Data listing:

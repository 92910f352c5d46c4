//! Bounded retry with exponential backoff
//!
//! One policy object shared by every document-store call site, so queue reads
//! and result writes back off identically.

use crate::config::SyncConfig;
use std::fmt::Display;
use std::future::Future;
use std::time::Duration;

/// Upper bound on a single backoff wait
pub const MAX_BACKOFF: Duration = Duration::from_secs(600);

/// Retry parameters: `max_attempts` tries, waiting `base_delay * multiplier^(k-1)`
/// after failed attempt `k`
#[derive(Debug, Clone, Copy, PartialEq)]
pub struct RetryPolicy {
    pub max_attempts: u32,
    pub base_delay: Duration,
    pub multiplier: f64,
}

impl Default for RetryPolicy {
    fn default() -> Self {
        Self {
            max_attempts: 3,
            base_delay: Duration::from_secs(2),
            multiplier: 2.0,
        }
    }
}

impl RetryPolicy {
    pub fn new(max_attempts: u32, base_delay: Duration, multiplier: f64) -> Self {
        Self {
            max_attempts: max_attempts.max(1),
            base_delay,
            multiplier,
        }
    }

    pub fn from_config(config: &SyncConfig) -> Self {
        Self::new(
            config.max_attempts,
            Duration::from_millis(config.base_delay_ms),
            config.multiplier,
        )
    }

    /// Returns the wait after failed attempt `attempt` (1-based), capped at [`MAX_BACKOFF`]
    pub fn delay_for(&self, attempt: u32) -> Duration {
        let exponent = attempt.saturating_sub(1).min(i32::MAX as u32) as i32;
        let secs = self.base_delay.as_secs_f64() * self.multiplier.powi(exponent);
        Duration::try_from_secs_f64(secs)
            .map(|delay| delay.min(MAX_BACKOFF))
            .unwrap_or(MAX_BACKOFF)
    }

    /// Runs `operation` until it succeeds or the attempts are used up
    ///
    /// Returns the last error when every attempt fails. Nothing is waited
    /// after the final attempt.
    pub async fn run<T, E, F, Fut>(&self, label: &str, mut operation: F) -> Result<T, E>
    where
        E: Display,
        F: FnMut() -> Fut,
        Fut: Future<Output = Result<T, E>>,
    {
        let mut attempt = 1;
        loop {
            match operation().await {
                Ok(value) => return Ok(value),
                Err(e) if attempt < self.max_attempts => {
                    let delay = self.delay_for(attempt);
                    tracing::warn!(
                        "{} failed (attempt {}/{}): {}; retrying in {:?}",
                        label,
                        attempt,
                        self.max_attempts,
                        e,
                        delay
                    );
                    tokio::time::sleep(delay).await;
                    attempt += 1;
                }
                Err(e) => {
                    tracing::error!(
                        "{} failed after {} attempts: {}",
                        label,
                        self.max_attempts,
                        e
                    );
                    return Err(e);
                }
            }
        }
    }
}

Work task: Each line from the top of the material above through the line containing "pub fn delay_for(&self, attempt: u32)" must be output exactly, and no other line.

Result for this task:
repository 92910f352c5d46c4
//! Bounded retry with exponential backoff
//!
//! One policy object shared by every document-store call site, so queue reads
//! and result writes back off identically.

use crate::config::SyncConfig;
use std::fmt::Display;
use std::future::Future;
use std::time::Duration;

/// Upper bound on a single backoff wait
pub const MAX_BACKOFF: Duration = Duration::from_secs(600);

/// Retry parameters: `max_attempts` tries, waiting `base_delay * multiplier^(k-1)`
/// after failed attempt `k`
#[derive(Debug, Clone, Copy, PartialEq)]
pub struct RetryPolicy {
    pub max_attempts: u32,
    pub base_delay: Duration,
    pub multiplier: f64,
}

impl Default for RetryPolicy {
    fn default() -> Self {
        Self {
            max_attempts: 3,
            base_delay: Duration::from_secs(2),
            multiplier: 2.0,
        }
    }
}

impl RetryPolicy {
    pub fn new(max_attempts: u32, base_delay: Duration, multiplier: f64) -> Self {
        Self {
            max_attempts: max_attempts.max(1),
            base_delay,
            multiplier,
        }
    }

    pub fn from_config(config: &SyncConfig) -> Self {
        Self::new(
            config.max_attempts,
            Duration::from_millis(config.base_delay_ms),
            config.multiplier,
        )
    }

    /// Returns the wait after failed attempt `attempt` (1-based), capped at [`MAX_BACKOFF`]
    pub fn delay_for(&self, attempt: u32) -> Duration {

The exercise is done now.